In 1976, Congress amended the Higher Education Act to make federal student loans nondischargeable through bankruptcy unless the borrower meets the undue hardship standard. The standard requires them to prove that they cannot maintain a minimal standard of living, their circumstances will likely not improve, and they have made a good-faith effort in repaying their debt.
Nearly three decades later, Joe Biden — then a senator serving Delaware — had a large role in making it that standard stricter. In 2005, Congress passed the Bankruptcy Abuse Prevention and Consumer Protection Act, and its implications for student-loan borrowers were dire.

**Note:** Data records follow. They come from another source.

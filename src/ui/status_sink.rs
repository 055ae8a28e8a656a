use tracing::info;

use crate::controller::StatusSink;

/// Status sink for the terminal front-end. The header is drawn from the
/// scene, so status updates only go to the log.
#[derive(Debug, Default)]
pub struct TracingStatusSink {
    last_status: String,
    games_finished: u32,
}

impl TracingStatusSink {
    pub fn new() -> Self {
        Self::default()
    }

    pub fn last_status(&self) -> &str {
        &self.last_status
    }

    pub fn games_finished(&self) -> u32 {
        self.games_finished
    }
}

impl StatusSink for TracingStatusSink {
    fn on_status_update(&mut self, text: &str) {
        info!(status = text, "status");
        self.last_status = text.to_string();
    }

    fn on_game_end(&mut self) {
        self.games_finished += 1;
        info!(games = self.games_finished, result = %self.last_status, "game finished");
    }
}

#[cfg(test)]
mod tests {
    use super::*;

    #[test]
    fn test_tracks_status_and_games() {
        let mut sink = TracingStatusSink::new();
        sink.on_status_update("Your turn (X)");
        sink.on_status_update("It's a draw!");
        sink.on_game_end();
        assert_eq!(sink.last_status(), "It's a draw!");
        assert_eq!(sink.games_finished(), 1);
    }
}
//! Treasury proposal creation, voting and removal. Payment happens in the
//! periodic proposal step, see `economics::proposals`.

use tracing::{debug, info};

use crate::economics::proposals;
use crate::economics::supply::adjust_balance;
use crate::ensure_eval;
use crate::execution::context::ApplyContext;
use crate::execution::errors::{EvalError, EvalResult};
use crate::protocol::constants::{PROPOSAL_FEE, TREASURY_ACCOUNT};
use crate::protocol::operations::{
    CreateProposalOperation, OperationBody, RemoveProposalOperation, UpdateProposalVotesOperation,
};
use crate::protocol::{AccountName, Asset};
use crate::storage::objects::{Proposal, ProposalVote};

pub fn create_proposal(ctx: &mut ApplyContext<'_>, op: &CreateProposalOperation) -> EvalResult<()> {
    const OP: &str = CreateProposalOperation::NAME;
    ctx.state.account(&op.creator)?;
    ctx.state.account(&op.receiver)?;
    ensure_eval!(
        op.end_date > ctx.now(),
        OP,
        "can't create inactive proposals: end date {} is not after {}",
        op.end_date,
        ctx.now()
    );
    // The proposal is discussed in a post by its creator or its receiver.
    ensure_eval!(
        ctx.state.find_comment(&op.creator, &op.permlink).is_some()
            || ctx.state.find_comment(&op.receiver, &op.permlink).is_some(),
        OP,
        "proposal permlink must point to a post by the creator or the receiver"
    );

    let fee = Asset::liquid(PROPOSAL_FEE);
    adjust_balance(ctx.state, &op.creator, -fee)?;
    adjust_balance(ctx.state, &AccountName::from(TREASURY_ACCOUNT), fee)?;

    let id = u32::try_from(ctx.state.proposals.next_id())
        .map_err(|_| EvalError::Overflow("proposal id".into()))?;
    ctx.state.proposals.insert(Proposal {
        id,
        creator: op.creator.clone(),
        receiver: op.receiver.clone(),
        start_date: op.start_date,
        end_date: op.end_date,
        daily_pay: op.daily_pay,
        subject: op.subject.clone(),
        permlink: op.permlink.clone(),
        total_votes: 0,
    })?;
    info!(proposal_id = id, creator = %op.creator, daily_pay = %op.daily_pay, "proposal created");
    Ok(())
}

pub fn update_proposal_votes(ctx: &mut ApplyContext<'_>, op: &UpdateProposalVotesOperation) -> EvalResult<()> {
    const OP: &str = UpdateProposalVotesOperation::NAME;
    ctx.state.account(&op.voter)?;
    for &id in &op.proposal_ids {
        ensure_eval!(
            ctx.state.proposals.contains(&id),
            OP,
            "proposal {id} does not exist"
        );
        let key = (op.voter.clone(), id);
        let voted = ctx.state.proposal_votes.contains(&key);
        if op.approve && !voted {
            ctx.state.proposal_votes.insert(ProposalVote {
                voter: op.voter.clone(),
                proposal_id: id,
            })?;
        } else if !op.approve && voted {
            ctx.state.proposal_votes.remove(&key)?;
        }
    }
    debug!(voter = %op.voter, approve = op.approve, ids = ?op.proposal_ids, "proposal votes updated");
    Ok(())
}

pub fn remove_proposal(ctx: &mut ApplyContext<'_>, op: &RemoveProposalOperation) -> EvalResult<()> {
    const OP: &str = RemoveProposalOperation::NAME;
    for &id in &op.proposal_ids {
        let proposal = ctx.state.proposals.require(&id)?;
        ensure_eval!(
            proposal.creator == op.proposal_owner,
            OP,
            "only the creator {} can remove proposal {id}",
            proposal.creator
        );
    }
    for &id in &op.proposal_ids {
        proposals::remove_proposal(ctx.state, id)?;
        info!(proposal_id = id, owner = %op.proposal_owner, "proposal removed");
    }
    Ok(())
}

As signed into law under former President George W. Bush, the bill expanded the undue hardship requirement to borrowers with private student loans, expanding the scope of borrowers who would have to prove their impossible predicament in court.
During his 2020 presidential campaign, Biden defended his vote for the bill, saying in a Democratic primary debate that he “improved it.”
“I had a choice, it was going to pass — Republican president, Republican Congress, and I offered two amendments to make sure that people under $50,000 would not be affected and women and children would go to the front of the line on alimony and support payments,” Biden said in March 2020. “I did not like the rest of the bill, but I improved it, number one.”
Sen. Bernie Sanders of Vermont, one of Biden’s 2020 rivals who pushed for expansive student debt cancellation, blasted the 2005 bankruptcy law, along with Biden’s support of it.
“That bankruptcy bill made it impossible or very difficult for people to escape from that student debt,” Sanders said during the primary debate. “It was a very, very bad bill.”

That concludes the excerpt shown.